● What needs to be done: Check each line of the listing below for the word "missing" and say how many lines have it. Nothing else should be written.
########################################
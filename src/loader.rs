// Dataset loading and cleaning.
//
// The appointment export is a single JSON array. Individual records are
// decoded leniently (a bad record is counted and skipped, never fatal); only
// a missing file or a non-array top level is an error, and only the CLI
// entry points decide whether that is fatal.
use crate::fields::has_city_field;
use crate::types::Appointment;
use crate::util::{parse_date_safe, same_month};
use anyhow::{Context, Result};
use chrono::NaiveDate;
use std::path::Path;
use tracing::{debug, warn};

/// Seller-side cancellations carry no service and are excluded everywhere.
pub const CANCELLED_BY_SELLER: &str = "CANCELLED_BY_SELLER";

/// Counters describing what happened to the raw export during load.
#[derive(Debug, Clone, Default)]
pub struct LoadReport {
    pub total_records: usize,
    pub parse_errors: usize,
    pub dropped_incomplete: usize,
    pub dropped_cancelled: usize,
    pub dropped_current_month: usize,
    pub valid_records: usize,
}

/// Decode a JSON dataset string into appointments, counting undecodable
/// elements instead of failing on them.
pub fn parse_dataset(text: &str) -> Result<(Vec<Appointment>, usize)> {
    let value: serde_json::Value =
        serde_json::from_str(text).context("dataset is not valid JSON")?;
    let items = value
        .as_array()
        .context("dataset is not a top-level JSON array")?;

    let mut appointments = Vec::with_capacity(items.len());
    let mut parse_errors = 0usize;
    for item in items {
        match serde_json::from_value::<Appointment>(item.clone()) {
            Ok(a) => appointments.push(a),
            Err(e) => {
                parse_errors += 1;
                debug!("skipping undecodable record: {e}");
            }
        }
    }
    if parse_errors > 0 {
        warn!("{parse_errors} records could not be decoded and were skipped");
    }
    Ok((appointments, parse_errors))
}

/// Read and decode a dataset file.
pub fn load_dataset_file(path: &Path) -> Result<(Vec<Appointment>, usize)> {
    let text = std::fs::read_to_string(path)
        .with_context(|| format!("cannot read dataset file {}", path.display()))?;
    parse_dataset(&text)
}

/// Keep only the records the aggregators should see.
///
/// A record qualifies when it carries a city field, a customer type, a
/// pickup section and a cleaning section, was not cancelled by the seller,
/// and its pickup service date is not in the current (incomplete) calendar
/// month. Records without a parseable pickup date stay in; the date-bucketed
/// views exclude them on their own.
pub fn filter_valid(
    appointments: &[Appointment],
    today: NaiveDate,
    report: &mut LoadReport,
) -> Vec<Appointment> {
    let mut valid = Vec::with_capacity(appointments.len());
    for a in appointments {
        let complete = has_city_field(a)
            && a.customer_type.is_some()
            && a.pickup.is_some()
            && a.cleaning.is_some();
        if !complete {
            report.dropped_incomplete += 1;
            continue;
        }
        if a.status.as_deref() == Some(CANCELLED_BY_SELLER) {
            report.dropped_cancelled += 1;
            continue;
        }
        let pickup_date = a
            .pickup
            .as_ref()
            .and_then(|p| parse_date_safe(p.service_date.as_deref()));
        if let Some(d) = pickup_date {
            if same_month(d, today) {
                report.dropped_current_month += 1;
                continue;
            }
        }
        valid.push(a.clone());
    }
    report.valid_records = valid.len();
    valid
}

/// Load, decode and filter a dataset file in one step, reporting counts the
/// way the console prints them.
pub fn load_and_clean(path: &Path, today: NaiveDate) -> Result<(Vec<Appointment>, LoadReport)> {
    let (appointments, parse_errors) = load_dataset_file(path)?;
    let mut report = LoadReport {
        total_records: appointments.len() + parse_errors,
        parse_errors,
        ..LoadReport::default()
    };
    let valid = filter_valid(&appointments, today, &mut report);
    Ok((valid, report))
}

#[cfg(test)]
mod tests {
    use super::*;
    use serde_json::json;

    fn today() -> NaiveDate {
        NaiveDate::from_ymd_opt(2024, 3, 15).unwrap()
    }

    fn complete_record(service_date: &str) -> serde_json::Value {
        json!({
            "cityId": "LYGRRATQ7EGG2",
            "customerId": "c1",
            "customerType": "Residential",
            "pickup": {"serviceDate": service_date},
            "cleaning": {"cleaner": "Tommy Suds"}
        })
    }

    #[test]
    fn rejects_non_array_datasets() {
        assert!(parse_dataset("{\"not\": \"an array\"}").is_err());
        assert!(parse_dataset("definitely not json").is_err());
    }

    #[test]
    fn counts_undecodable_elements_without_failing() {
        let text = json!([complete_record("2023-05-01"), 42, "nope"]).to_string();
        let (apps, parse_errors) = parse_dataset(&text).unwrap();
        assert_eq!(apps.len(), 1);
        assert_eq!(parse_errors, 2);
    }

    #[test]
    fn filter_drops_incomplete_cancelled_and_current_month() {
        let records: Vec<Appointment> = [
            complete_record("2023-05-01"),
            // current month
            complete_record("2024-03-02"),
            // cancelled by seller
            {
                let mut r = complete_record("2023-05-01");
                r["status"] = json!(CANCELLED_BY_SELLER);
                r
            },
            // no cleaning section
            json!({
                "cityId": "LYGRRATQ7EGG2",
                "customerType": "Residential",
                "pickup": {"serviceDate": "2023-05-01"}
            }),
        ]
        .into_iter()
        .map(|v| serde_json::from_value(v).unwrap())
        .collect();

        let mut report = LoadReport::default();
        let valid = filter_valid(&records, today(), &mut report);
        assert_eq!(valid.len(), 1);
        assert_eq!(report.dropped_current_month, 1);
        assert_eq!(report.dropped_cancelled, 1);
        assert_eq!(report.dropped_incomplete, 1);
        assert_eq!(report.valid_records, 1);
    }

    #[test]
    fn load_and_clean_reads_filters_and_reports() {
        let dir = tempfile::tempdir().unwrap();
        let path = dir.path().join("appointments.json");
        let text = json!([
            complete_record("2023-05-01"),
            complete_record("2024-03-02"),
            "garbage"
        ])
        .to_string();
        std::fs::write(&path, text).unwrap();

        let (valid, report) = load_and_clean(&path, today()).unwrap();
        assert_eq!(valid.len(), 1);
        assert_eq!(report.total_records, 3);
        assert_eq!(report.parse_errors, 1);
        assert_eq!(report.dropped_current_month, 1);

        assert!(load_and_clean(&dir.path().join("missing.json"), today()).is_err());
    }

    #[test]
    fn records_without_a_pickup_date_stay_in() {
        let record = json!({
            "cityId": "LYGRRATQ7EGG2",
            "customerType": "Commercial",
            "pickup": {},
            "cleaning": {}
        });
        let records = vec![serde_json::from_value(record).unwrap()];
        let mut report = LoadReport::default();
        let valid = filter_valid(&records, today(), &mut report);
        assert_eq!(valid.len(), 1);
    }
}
########################################
● Output: 2